What the task requires: Some lines below hold "LocationShare". Pick them out and copy them.

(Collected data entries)
────────────────

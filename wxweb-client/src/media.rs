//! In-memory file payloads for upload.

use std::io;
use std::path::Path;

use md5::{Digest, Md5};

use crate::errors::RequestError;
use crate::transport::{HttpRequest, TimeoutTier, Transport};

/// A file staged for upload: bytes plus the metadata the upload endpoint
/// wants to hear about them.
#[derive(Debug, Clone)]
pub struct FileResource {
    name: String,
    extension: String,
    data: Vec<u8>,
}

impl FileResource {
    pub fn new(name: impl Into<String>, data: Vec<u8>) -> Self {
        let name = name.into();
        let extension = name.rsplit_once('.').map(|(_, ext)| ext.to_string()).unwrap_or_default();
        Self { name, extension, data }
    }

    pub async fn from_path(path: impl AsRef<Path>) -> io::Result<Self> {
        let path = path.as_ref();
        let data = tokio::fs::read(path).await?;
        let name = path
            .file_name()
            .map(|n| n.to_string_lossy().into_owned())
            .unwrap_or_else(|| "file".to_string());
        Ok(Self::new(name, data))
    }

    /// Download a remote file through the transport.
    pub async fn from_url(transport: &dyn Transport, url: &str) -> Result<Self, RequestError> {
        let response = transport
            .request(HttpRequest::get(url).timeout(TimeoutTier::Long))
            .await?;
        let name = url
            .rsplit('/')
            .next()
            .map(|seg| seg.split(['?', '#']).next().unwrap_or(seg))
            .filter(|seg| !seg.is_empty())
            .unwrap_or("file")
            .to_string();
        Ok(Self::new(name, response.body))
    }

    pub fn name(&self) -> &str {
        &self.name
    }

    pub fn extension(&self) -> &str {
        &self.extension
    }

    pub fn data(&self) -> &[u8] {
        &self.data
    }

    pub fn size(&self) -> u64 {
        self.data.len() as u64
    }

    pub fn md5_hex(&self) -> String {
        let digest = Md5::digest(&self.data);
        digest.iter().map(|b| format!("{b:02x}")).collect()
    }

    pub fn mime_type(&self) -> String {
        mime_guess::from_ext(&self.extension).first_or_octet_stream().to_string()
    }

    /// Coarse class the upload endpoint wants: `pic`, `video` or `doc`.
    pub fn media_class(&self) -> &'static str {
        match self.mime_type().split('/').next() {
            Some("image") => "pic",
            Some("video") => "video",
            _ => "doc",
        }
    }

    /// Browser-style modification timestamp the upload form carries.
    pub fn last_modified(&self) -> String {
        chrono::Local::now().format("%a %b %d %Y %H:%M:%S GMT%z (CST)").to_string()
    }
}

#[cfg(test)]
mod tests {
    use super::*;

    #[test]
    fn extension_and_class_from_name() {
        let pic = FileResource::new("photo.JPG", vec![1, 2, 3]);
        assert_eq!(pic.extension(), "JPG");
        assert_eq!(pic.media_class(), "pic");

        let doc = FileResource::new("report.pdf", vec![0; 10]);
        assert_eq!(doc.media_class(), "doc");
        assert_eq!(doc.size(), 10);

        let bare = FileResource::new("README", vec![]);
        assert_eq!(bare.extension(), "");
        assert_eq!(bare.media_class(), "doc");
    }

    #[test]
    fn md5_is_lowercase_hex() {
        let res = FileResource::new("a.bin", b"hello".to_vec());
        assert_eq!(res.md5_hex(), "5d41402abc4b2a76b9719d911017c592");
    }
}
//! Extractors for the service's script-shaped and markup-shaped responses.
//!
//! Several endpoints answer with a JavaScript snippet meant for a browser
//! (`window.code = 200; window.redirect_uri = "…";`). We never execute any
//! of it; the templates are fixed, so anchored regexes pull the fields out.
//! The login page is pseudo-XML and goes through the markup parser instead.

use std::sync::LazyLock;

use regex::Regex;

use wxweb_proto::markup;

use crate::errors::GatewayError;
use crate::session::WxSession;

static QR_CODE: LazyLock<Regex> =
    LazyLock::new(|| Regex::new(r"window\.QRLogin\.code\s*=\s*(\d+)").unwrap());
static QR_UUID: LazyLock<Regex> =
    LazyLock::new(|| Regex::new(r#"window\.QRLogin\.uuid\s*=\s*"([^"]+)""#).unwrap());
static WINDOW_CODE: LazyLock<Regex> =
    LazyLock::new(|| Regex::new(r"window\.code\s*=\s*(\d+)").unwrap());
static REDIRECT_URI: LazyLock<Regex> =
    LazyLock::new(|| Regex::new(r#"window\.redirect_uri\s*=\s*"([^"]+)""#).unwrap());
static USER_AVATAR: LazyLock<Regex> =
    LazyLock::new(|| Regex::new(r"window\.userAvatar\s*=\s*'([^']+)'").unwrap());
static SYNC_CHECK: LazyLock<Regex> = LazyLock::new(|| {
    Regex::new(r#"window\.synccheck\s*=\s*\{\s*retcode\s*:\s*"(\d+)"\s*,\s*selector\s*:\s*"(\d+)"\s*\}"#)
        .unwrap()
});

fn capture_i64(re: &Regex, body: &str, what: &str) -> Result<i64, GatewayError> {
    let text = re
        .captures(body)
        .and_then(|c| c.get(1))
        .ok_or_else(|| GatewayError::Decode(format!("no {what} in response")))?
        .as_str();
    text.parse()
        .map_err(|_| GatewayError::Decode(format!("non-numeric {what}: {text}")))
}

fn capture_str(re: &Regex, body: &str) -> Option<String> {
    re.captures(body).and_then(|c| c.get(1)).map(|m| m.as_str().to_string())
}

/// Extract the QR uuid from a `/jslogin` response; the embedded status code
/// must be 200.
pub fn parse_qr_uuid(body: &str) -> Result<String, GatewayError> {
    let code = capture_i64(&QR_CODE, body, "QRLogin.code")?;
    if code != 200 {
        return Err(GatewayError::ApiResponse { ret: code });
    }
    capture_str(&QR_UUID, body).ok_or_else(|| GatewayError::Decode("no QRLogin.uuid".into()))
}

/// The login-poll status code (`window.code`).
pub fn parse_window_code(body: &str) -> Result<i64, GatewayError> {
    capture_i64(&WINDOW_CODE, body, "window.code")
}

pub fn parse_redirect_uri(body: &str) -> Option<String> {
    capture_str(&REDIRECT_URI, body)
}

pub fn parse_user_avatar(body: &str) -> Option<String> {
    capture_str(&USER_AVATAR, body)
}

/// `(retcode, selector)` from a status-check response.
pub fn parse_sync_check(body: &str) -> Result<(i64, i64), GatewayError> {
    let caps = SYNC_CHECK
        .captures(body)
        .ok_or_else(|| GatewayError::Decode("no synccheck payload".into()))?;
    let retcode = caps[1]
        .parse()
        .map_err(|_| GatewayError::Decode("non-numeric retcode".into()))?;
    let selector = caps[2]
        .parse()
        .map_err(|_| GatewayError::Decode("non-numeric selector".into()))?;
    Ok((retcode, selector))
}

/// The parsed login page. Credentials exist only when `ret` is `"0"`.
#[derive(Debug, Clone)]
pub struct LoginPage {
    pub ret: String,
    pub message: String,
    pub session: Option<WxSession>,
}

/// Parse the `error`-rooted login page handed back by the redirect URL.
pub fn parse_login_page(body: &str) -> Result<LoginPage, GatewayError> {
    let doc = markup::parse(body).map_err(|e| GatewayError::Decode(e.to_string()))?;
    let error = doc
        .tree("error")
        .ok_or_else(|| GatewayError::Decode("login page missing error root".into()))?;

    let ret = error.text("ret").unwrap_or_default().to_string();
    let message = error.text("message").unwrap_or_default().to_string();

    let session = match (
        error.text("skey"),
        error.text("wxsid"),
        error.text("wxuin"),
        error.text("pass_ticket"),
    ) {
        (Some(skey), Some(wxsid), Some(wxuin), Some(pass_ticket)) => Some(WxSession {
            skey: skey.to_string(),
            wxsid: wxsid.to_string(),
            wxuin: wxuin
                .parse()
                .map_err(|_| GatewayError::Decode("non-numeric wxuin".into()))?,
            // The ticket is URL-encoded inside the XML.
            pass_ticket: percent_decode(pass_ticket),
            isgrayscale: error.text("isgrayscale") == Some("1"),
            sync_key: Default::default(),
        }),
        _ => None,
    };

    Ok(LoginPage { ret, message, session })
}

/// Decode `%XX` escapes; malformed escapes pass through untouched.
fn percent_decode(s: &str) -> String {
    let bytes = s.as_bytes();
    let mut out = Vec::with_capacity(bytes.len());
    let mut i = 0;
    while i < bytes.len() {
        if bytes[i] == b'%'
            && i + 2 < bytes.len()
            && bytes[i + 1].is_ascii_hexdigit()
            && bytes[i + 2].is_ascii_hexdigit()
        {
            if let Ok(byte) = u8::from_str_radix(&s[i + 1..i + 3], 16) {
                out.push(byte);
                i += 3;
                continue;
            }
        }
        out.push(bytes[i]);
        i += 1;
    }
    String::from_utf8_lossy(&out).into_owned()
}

────────────────

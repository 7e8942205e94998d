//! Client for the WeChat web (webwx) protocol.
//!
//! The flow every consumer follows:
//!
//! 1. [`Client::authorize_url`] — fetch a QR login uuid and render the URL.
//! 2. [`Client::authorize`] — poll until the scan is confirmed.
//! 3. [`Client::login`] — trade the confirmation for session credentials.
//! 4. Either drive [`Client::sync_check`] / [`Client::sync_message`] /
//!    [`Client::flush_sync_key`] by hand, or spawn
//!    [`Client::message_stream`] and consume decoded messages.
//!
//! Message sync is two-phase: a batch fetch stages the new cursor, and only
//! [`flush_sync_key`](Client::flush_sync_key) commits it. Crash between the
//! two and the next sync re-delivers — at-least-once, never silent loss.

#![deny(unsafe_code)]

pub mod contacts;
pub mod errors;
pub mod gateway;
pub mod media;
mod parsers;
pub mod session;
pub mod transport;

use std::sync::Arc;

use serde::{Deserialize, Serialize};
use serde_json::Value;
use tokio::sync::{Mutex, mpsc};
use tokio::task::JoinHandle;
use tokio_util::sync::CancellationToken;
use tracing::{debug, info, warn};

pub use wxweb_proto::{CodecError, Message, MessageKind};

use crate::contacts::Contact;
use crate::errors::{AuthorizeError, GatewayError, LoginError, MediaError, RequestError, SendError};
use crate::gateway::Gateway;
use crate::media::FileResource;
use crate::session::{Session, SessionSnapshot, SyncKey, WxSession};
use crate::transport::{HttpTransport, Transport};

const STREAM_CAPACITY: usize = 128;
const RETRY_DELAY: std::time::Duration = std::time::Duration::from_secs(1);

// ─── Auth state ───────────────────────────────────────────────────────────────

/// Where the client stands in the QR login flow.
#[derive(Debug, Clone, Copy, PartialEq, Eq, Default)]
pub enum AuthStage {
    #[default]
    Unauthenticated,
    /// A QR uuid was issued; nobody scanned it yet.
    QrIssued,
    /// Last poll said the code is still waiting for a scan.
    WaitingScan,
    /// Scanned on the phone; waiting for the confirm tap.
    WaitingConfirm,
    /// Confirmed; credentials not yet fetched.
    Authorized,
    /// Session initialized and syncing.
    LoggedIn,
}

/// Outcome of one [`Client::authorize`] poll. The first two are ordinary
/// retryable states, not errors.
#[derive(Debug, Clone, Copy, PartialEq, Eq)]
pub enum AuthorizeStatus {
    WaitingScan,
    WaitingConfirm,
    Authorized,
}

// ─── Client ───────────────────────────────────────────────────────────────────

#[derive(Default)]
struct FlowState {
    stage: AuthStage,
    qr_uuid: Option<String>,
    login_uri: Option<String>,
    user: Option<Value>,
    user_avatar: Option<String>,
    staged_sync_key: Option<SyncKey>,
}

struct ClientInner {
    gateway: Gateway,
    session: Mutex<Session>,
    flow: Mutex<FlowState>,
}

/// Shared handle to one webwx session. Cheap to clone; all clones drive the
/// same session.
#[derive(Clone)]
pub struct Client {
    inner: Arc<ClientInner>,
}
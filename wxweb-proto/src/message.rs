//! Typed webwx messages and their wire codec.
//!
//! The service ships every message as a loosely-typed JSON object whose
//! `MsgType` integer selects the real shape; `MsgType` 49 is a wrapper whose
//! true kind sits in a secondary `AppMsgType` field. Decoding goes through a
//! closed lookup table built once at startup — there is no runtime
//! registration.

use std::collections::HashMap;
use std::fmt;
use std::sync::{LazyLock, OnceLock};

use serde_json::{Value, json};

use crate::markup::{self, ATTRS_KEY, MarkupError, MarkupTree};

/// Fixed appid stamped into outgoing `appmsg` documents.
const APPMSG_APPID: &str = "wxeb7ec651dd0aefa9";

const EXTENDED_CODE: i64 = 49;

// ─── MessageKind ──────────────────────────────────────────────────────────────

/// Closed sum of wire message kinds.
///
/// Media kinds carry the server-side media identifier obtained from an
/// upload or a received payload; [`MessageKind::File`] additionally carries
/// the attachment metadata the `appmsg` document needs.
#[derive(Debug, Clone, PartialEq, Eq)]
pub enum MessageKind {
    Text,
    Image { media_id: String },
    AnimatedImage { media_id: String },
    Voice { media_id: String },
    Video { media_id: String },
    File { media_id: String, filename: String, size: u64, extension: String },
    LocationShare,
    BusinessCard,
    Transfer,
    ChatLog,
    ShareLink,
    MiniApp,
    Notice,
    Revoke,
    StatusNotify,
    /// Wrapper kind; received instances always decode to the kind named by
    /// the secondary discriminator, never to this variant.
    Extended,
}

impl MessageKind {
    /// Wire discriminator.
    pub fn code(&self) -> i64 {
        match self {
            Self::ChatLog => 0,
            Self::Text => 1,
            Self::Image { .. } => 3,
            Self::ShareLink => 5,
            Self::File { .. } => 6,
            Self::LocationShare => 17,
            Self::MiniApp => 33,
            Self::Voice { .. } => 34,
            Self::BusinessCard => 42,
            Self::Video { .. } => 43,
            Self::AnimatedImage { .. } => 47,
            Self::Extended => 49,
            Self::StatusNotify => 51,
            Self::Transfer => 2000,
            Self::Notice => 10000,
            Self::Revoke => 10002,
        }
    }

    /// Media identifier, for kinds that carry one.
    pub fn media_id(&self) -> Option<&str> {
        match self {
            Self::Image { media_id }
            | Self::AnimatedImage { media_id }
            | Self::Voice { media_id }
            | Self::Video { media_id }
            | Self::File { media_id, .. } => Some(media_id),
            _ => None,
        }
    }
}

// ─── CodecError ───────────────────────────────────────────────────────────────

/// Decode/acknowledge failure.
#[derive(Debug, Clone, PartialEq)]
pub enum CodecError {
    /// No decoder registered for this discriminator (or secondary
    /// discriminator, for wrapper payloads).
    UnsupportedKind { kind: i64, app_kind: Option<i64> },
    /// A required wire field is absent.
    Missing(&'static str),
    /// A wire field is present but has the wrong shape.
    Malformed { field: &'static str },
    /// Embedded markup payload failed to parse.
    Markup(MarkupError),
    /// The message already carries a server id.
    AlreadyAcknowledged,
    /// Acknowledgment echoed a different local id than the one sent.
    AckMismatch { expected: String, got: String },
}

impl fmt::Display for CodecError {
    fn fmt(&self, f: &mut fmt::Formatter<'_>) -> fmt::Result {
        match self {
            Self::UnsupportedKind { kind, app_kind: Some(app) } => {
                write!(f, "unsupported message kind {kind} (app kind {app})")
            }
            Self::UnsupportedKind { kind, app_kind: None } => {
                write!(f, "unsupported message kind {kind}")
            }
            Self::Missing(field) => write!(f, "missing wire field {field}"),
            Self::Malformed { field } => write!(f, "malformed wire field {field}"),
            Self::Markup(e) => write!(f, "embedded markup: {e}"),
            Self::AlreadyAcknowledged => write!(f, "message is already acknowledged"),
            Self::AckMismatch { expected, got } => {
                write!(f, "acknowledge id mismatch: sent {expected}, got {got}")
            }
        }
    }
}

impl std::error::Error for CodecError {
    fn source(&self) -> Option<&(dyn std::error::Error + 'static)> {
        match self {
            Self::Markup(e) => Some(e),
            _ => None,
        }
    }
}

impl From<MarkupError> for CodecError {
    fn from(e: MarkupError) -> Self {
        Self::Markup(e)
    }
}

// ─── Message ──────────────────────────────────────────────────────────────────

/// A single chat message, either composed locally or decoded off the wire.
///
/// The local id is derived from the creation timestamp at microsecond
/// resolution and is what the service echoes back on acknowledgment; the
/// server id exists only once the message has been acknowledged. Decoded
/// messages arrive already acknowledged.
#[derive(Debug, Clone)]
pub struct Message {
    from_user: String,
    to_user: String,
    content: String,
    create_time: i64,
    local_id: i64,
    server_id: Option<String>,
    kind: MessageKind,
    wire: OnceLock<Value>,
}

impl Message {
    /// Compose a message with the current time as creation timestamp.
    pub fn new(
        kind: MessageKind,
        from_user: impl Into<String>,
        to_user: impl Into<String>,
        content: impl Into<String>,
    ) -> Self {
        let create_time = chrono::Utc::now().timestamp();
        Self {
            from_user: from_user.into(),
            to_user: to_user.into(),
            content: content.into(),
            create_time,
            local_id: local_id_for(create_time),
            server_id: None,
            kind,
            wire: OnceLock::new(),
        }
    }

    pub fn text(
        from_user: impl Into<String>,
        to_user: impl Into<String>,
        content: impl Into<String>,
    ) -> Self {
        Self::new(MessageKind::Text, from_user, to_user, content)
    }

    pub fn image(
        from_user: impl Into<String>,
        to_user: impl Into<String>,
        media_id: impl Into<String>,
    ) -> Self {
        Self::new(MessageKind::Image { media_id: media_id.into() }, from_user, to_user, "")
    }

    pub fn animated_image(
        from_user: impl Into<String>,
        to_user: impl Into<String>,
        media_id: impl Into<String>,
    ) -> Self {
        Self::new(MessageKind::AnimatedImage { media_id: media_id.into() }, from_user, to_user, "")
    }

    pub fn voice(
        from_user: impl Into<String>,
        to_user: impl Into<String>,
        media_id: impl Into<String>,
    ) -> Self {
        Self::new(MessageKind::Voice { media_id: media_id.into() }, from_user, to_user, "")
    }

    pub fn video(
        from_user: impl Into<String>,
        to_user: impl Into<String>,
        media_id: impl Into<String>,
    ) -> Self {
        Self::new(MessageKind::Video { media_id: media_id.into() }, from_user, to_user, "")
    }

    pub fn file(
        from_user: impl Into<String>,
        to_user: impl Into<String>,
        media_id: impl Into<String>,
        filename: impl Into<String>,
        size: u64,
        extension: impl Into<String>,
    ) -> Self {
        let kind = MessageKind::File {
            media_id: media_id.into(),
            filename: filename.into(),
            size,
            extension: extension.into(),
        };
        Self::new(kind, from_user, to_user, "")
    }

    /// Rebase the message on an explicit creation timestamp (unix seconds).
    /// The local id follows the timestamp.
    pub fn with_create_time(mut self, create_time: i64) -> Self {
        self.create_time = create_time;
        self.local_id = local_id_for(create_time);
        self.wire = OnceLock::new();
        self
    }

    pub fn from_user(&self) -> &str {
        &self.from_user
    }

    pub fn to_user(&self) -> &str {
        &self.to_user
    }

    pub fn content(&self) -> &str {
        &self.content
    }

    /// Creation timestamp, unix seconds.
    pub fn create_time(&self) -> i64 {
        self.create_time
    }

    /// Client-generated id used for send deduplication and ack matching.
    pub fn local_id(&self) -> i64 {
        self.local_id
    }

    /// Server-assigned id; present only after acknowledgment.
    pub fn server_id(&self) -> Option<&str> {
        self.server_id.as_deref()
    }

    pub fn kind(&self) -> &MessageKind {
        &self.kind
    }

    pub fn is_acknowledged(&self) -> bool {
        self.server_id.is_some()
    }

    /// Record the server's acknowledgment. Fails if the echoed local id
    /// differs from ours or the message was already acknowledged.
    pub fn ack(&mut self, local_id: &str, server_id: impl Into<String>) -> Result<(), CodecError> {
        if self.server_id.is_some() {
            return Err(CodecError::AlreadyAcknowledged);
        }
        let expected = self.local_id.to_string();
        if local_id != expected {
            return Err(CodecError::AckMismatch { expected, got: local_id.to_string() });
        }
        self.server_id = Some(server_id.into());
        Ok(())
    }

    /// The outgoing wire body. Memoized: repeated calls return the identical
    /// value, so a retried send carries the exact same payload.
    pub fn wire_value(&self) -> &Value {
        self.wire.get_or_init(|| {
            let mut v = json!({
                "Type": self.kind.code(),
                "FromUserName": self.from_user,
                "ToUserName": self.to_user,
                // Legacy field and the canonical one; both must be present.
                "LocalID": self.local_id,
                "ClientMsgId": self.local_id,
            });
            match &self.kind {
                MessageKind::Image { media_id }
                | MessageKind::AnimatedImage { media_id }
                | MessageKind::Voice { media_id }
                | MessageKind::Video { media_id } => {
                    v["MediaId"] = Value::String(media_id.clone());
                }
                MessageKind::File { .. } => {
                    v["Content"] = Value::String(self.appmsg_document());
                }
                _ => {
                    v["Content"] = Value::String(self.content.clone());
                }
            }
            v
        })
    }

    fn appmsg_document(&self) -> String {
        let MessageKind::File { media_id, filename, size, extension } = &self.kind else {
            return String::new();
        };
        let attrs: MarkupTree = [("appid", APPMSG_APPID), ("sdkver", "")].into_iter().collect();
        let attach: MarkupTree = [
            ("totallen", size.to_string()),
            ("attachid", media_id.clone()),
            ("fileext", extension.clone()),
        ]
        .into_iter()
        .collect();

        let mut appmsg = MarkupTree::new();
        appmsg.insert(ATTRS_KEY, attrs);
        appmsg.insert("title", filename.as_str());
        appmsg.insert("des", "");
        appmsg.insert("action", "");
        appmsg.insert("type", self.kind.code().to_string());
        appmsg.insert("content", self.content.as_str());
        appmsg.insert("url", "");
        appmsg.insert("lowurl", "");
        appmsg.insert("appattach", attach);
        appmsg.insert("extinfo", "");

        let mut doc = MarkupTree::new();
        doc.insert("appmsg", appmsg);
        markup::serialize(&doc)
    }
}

────────────────

Result of this exercise:
    LocationShare,
            Self::LocationShare => 17,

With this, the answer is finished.